TASK GOAL: Your answer should be one number, the count of lines in the data that hold "store".

--- SOURCE MATERIAL Enclosed Below ---

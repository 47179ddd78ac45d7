use core::net::{IpAddr, SocketAddr};
use std::sync::Arc;

use axum::Json;
use axum::extract::rejection::{JsonRejection, QueryRejection};
use axum::extract::{ConnectInfo, Query, State};
use axum::http::header::USER_AGENT;
use axum::http::{HeaderMap, StatusCode};
use metrics::counter;
use serde::Deserialize;
use serde_json::{Value, json};
use time::macros::format_description;
use time::{Date, OffsetDateTime};
use tracing::info;
use url::Url;

use super::{ApiError, now_rfc3339};
use crate::context::BotContext;
use crate::store::{LeadEvent, PageviewEvent};

type Created = (StatusCode, Json<Value>);

#[derive(Debug, Deserialize)]
#[serde(deny_unknown_fields)]
pub(crate) struct PageviewInput {
    session_id: String,
    page_url: String,
    #[serde(default)]
    user_ip: Option<String>,
    #[serde(default)]
    user_agent: Option<String>,
    #[serde(default)]
    referrer: Option<String>,
    #[serde(default, with = "time::serde::rfc3339::option")]
    timestamp: Option<OffsetDateTime>,
}

#[derive(Debug, Deserialize)]
#[serde(deny_unknown_fields)]
pub(crate) struct LeadInput {
    session_id: String,
    #[serde(default)]
    lead_empresa: Option<String>,
    #[serde(default)]
    lead_nome: Option<String>,
    #[serde(default)]
    lead_email: Option<String>,
    #[serde(default)]
    lead_telefone: Option<String>,
    #[serde(default)]
    lead_estado: Option<String>,
    #[serde(default)]
    lead_cidade: Option<String>,
    #[serde(default)]
    source: Option<String>,
    #[serde(default)]
    medium: Option<String>,
    #[serde(default)]
    campaign: Option<String>,
    #[serde(default)]
    term: Option<String>,
    #[serde(default)]
    content: Option<String>,
    #[serde(default)]
    landing_page: Option<String>,
    #[serde(default, with = "time::serde::rfc3339::option")]
    timestamp: Option<OffsetDateTime>,
}

#[derive(Debug, Deserialize)]
pub(crate) struct EventsByEmailQuery {
    email: Option<String>,
    start_date: Option<String>,
    end_date: Option<String>,
}

fn invalid(message: impl Into<String>) -> ApiError {
    ApiError::Validation(message.into())
}

/// Empty strings count as absent.
fn present(value: Option<String>) -> Option<String> {
    value.map(|v| v.trim().to_string()).filter(|v| !v.is_empty())
}

fn check_len(field: &str, value: Option<&str>, max: usize) -> Result<(), ApiError> {
    match value {
        Some(v) if v.chars().count() > max => Err(invalid(format!("\"{field}\" deve ter no máximo {max} caracteres"))),
        _ => Ok(()),
    }
}

fn check_url(field: &str, value: Option<&str>) -> Result<(), ApiError> {
    match value {
        Some(v) if Url::parse(v).is_err() => Err(invalid(format!("\"{field}\" deve ser uma URL válida"))),
        _ => Ok(()),
    }
}

fn check_email(value: Option<&str>) -> Result<(), ApiError> {
    let Some(email) = value else {
        return Ok(());
    };
    let valid = email
        .split_once('@')
        .is_some_and(|(local, domain)| !local.is_empty() && domain.contains('.') && !domain.ends_with('.'));
    if valid {
        Ok(())
    } else {
        Err(invalid("\"lead_email\" deve ser um e-mail válido"))
    }
}

fn check_session(session_id: &str) -> Result<(), ApiError> {
    if session_id.trim().is_empty() {
        return Err(invalid("\"session_id\" é obrigatório"));
    }
    check_len("session_id", Some(session_id), 255)
}

/// First hop of `X-Forwarded-For`, falling back to the peer address.
fn client_ip(headers: &HeaderMap, peer: Option<SocketAddr>) -> Option<String> {
    headers
        .get("x-forwarded-for")
        .and_then(|v| v.to_str().ok())
        .and_then(|v| v.split(',').next())
        .map(str::trim)
        .filter(|v| !v.is_empty())
        .map(ToString::to_string)
        .or_else(|| peer.map(|addr| addr.ip().to_string()))
}

fn header_user_agent(headers: &HeaderMap) -> Option<String> {
    headers
        .get(USER_AGENT)
        .and_then(|v| v.to_str().ok())
        .map(ToString::to_string)
}

impl PageviewInput {
    fn into_event(self, headers: &HeaderMap, peer: Option<SocketAddr>) -> Result<PageviewEvent, ApiError> {
        check_session(&self.session_id)?;
        if Url::parse(self.page_url.trim()).is_err() {
            return Err(invalid("\"page_url\" deve ser uma URL válida"));
        }
        let referrer = present(self.referrer);
        check_url("referrer", referrer.as_deref())?;
        let user_agent = present(self.user_agent).or_else(|| header_user_agent(headers));
        check_len("user_agent", user_agent.as_deref(), 1000)?;
        let user_ip = match present(self.user_ip) {
            Some(ip) => {
                ip.parse::<IpAddr>()
                    .map_err(|_| invalid("\"user_ip\" deve ser um endereço IP válido"))?;
                Some(ip)
            }
            None => client_ip(headers, peer),
        };

        Ok(PageviewEvent {
            session_id: self.session_id.trim().to_string(),
            user_ip,
            user_agent,
            page_url: self.page_url.trim().to_string(),
            referrer,
            timestamp: self.timestamp.unwrap_or_else(OffsetDateTime::now_utc),
        })
    }
}

impl LeadInput {
    fn into_event(self) -> Result<LeadEvent, ApiError> {
        check_session(&self.session_id)?;
        let event = LeadEvent {
            session_id: self.session_id.trim().to_string(),
            lead_empresa: present(self.lead_empresa),
            lead_nome: present(self.lead_nome),
            lead_email: present(self.lead_email),
            lead_telefone: present(self.lead_telefone),
            lead_estado: present(self.lead_estado),
            lead_cidade: present(self.lead_cidade),
            source: present(self.source),
            medium: present(self.medium),
            campaign: present(self.campaign),
            term: present(self.term),
            content: present(self.content),
            landing_page: present(self.landing_page),
            timestamp: self.timestamp,
        };

        check_len("lead_empresa", event.lead_empresa.as_deref(), 255)?;
        check_len("lead_nome", event.lead_nome.as_deref(), 255)?;
        check_len("lead_email", event.lead_email.as_deref(), 255)?;
        check_email(event.lead_email.as_deref())?;
        check_len("lead_telefone", event.lead_telefone.as_deref(), 50)?;
        check_len("lead_estado", event.lead_estado.as_deref(), 100)?;
        check_len("lead_cidade", event.lead_cidade.as_deref(), 255)?;
        check_len("source", event.source.as_deref(), 100)?;
        check_len("medium", event.medium.as_deref(), 100)?;
        check_len("campaign", event.campaign.as_deref(), 255)?;
        check_len("term", event.term.as_deref(), 255)?;
        check_len("content", event.content.as_deref(), 255)?;
        check_url("landing_page", event.landing_page.as_deref())?;
        Ok(event)
    }
}

fn created(event_id: i64, message: &str) -> Created {
    (
        StatusCode::CREATED,
        Json(json!({
            "success": true,
            "event_id": event_id,
            "message": message,
            "timestamp": now_rfc3339(),
        })),
    )
}

fn body<T>(payload: Result<Json<T>, JsonRejection>) -> Result<T, ApiError> {
    payload
        .map(|Json(input)| input)
        .map_err(|rejection| ApiError::BadRequest(rejection.body_text()))
}

pub(super) async fn pageview(
    State(ctx): State<Arc<BotContext>>,
    peer: Option<ConnectInfo<SocketAddr>>,
    headers: HeaderMap,
    payload: Result<Json<PageviewInput>, JsonRejection>,
) -> Result<Created, ApiError> {
    let event = body(payload)?.into_event(&headers, peer.map(|ConnectInfo(addr)| addr))?;
    let id = ctx.store.insert_pageview(&event).await?;
    counter!("marketing_bot.events.pageview").increment(1);
    info!(id, session_id = %event.session_id, page_url = %event.page_url, "Pageview recorded");
    Ok(created(id, "Evento pageview registrado com sucesso"))
}

pub(super) async fn click_cta(
    State(ctx): State<Arc<BotContext>>,
    payload: Result<Json<LeadInput>, JsonRejection>,
) -> Result<Created, ApiError> {
    let event = body(payload)?.into_event()?;
    let id = ctx.store.insert_click_cta(&event).await?;
    counter!("marketing_bot.events.click_cta").increment(1);
    info!(id, session_id = %event.session_id, campaign = ?event.campaign, "CTA click recorded");
    Ok(created(id, "Evento click-cta-mlg registrado com sucesso"))
}

pub(super) async fn submit_form(
    State(ctx): State<Arc<BotContext>>,
    payload: Result<Json<LeadInput>, JsonRejection>,
) -> Result<Created, ApiError> {
    let event = body(payload)?.into_event()?;
    let id = ctx.store.insert_submit_form(&event).await?;
    counter!("marketing_bot.events.submit_form").increment(1);
    info!(id, session_id = %event.session_id, campaign = ?event.campaign, "Form submission recorded");
    Ok(created(id, "Evento submit-form-mlg registrado com sucesso"))
}

fn parse_day(field: &str, value: Option<String>) -> Result<Option<Date>, ApiError> {
    present(value)
        .map(|v| {
            Date::parse(&v, format_description!("[year]-[month]-[day]"))
                .map_err(|_| invalid(format!("\"{field}\" deve ser uma data no formato AAAA-MM-DD")))
        })
        .transpose()
}

pub(super) async fn events_by_email(
    State(ctx): State<Arc<BotContext>>,
    query: Result<Query<EventsByEmailQuery>, QueryRejection>,
) -> Result<Json<Value>, ApiError> {
    let Query(query) = query.map_err(|rejection| ApiError::BadRequest(rejection.body_text()))?;
    let email = present(query.email).ok_or_else(|| invalid("\"email\" é obrigatório"))?;
    check_email(Some(&email))?;
    let start = parse_day("start_date", query.start_date)?;
    let end = parse_day("end_date", query.end_date)?;

    let events = ctx.store.events_by_email(&email, start, end).await?;
    info!(total = events.total_events, "Lead events listed");
    Ok(Json(json!({ "success": true, "email": email, "data": events })))
}

#[cfg(test)]
mod tests {
    use axum::http::StatusCode;

    use super::*;
    use crate::api::tests::{app, post_json, send};

    #[tokio::test]
    async fn unknown_fields_are_rejected() {
        let (status, body) = send(
            app(),
            post_json(
                "/api/events/pageview",
                &json!({ "session_id": "s1", "page_url": "https://4.events/pt-br/x", "utm": "nope" }),
            ),
        )
        .await;
        assert_eq!(status, StatusCode::BAD_REQUEST);
        assert_eq!(body["success"], false);
        assert_eq!(body["error"], "Requisição inválida");
    }

    #[tokio::test]
    async fn pageview_requires_a_valid_page_url() {
        let (status, body) = send(
            app(),
            post_json("/api/events/pageview", &json!({ "session_id": "s1", "page_url": "not a url" })),
        )
        .await;
        assert_eq!(status, StatusCode::BAD_REQUEST);
        assert_eq!(body["message"], "\"page_url\" deve ser uma URL válida");
    }

    #[tokio::test]
    async fn lead_email_is_checked() {
        let (status, body) = send(
            app(),
            post_json("/api/events/submit-form-mlg", &json!({ "session_id": "s1", "lead_email": "ana@" })),
        )
        .await;
        assert_eq!(status, StatusCode::BAD_REQUEST);
        assert_eq!(body["error"], "Erro de validação");
    }

    #[tokio::test]
    async fn report_requires_an_email() {
        let request = axum::http::Request::builder()
            .uri("/api/reports/events-by-email?start_date=2025-01-01")
            .body(axum::body::Body::empty())
            .unwrap();
        let (status, body) = send(app(), request).await;
        assert_eq!(status, StatusCode::BAD_REQUEST);
        assert_eq!(body["message"], "\"email\" é obrigatório");
    }

    #[test]
    fn pageview_fills_ip_and_user_agent_from_the_request() {
        let mut headers = HeaderMap::new();
        headers.insert("x-forwarded-for", "203.0.113.7, 10.0.0.1".parse().unwrap());
        headers.insert(USER_AGENT, "Mozilla/5.0".parse().unwrap());
        let input: PageviewInput =
            serde_json::from_value(json!({ "session_id": " s1 ", "page_url": "https://4.events/pt-br/x", "referrer": "" }))
                .unwrap();

        let event = input.into_event(&headers, None).unwrap();

        assert_eq!(event.session_id, "s1");
        assert_eq!(event.user_ip.as_deref(), Some("203.0.113.7"));
        assert_eq!(event.user_agent.as_deref(), Some("Mozilla/5.0"));
        assert_eq!(event.referrer, None);
    }

    #[test]
    fn peer_address_is_the_ip_fallback() {
        let peer: SocketAddr = "198.51.100.4:5555".parse().unwrap();
        assert_eq!(client_ip(&HeaderMap::new(), Some(peer)).as_deref(), Some("198.51.100.4"));
        assert_eq!(client_ip(&HeaderMap::new(), None), None);
    }

    #[test]
    fn lead_limits() {
        let long: LeadInput =
            serde_json::from_value(json!({ "session_id": "s1", "lead_telefone": "9".repeat(51) })).unwrap();
        assert!(matches!(long.into_event(), Err(ApiError::Validation(m)) if m.contains("lead_telefone")));

        let ok: LeadInput = serde_json::from_value(json!({
            "session_id": "s1",
            "lead_email": "ana@example.com",
            "campaign": "summit",
            "landing_page": "https://4.events/pt-br/summit",
        }))
        .unwrap();
        let event = ok.into_event().unwrap();
        assert_eq!(event.campaign.as_deref(), Some("summit"));
        assert_eq!(event.timestamp, None);
    }

    #[test]
    fn report_dates_use_iso_days() {
        assert_eq!(
            parse_day("start_date", Some("2025-01-31".to_string())).unwrap(),
            Some(time::macros::date!(2025 - 01 - 31))
        );
        assert!(parse_day("start_date", Some("31/01/2025".to_string())).is_err());
        assert_eq!(parse_day("start_date", None).unwrap(), None);
    }
}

--- End of Enclosed SOURCE MATERIAL ---

EXERCISE OUTPUT: 5